BP Yeah. So you mentioned BigQuery. I know that one of the things we had discussed before hopping on was a product on your side– Atlas, that frequently integrates well with that. So I would love to learn a little bit about what Atlas is and then maybe discuss some of the implementations and use cases you've seen with clients that you think developers who are listening might find useful within their organizations.
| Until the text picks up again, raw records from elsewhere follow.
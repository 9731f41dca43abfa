// -*- coding: utf-8 -*-
// SPDX-License-Identifier: Apache-2.0 OR MIT

use avr_context::MainCtx;
use core::fmt;

/// Log one line to the UART.
///
/// Compiled out without the `debug` feature.
macro_rules! info {
    ($m:expr, $($arg:tt)*) => {
        $crate::log::log_line($m, format_args!($($arg)*))
    };
}
pub(crate) use info;

#[cfg(feature = "debug")]
struct UartSink;

#[cfg(feature = "debug")]
impl afrsys::log::ByteSink for UartSink {
    #[inline]
    fn write_byte(&mut self, byte: u8) {
        crate::uart::send_byte(byte);
    }
}

/// Write one line. Only from main context, because this blocks until
/// the line is sent.
#[cfg(feature = "debug")]
#[inline(never)]
pub fn log_line(_m: &MainCtx<'_>, args: fmt::Arguments<'_>) {
    afrsys::log::write_line(UartSink, args);
}

#[cfg(not(feature = "debug"))]
#[inline(always)]
pub fn log_line(_m: &MainCtx<'_>, _args: fmt::Arguments<'_>) {}

// vim: ts=4 sw=4 expandtab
SV Sure. Atlas, for all of our listeners who haven't heard about it before, is MongoDB’s developer data platform. It's built on top of the core MongoDB database, but it allows you to deploy your database and manage it in the cloud. You can choose from one of the three major cloud providers, and you can even choose regions in different clouds and create a multi-cloud deployment. For example, you might have your data distributed in one region in AWS in Europe, one region in Google Cloud that is in the US, and a different region in Azure that is in let's say Australia or India. So you can have a multi-cloud deployment. But Atlas is a lot more than the core database. It provides various data services that you can use while building your applications. For example, you have Atlas Search, which provides you with a full text search capability that is built on top, and its benefit is that you don't need to have a separate search system that you need to maintain along with your database. You can just send queries to your MongoDB Atlas database and you can take advantage of full text search on it. Another service is, for example, Atlas Charts, from an analytics standpoint of view. So with Atlas Charts, as you can guess from the name, you can create visualizations on top of your Atlas data or the data that is in your database, and then share these visualizations with your teams, embed them in your web apps if you want to, and the best part is that they will automatically update as data changes in the underlying database.

RD Sounds interesting. Can you give us some examples of how this works in real life use cases?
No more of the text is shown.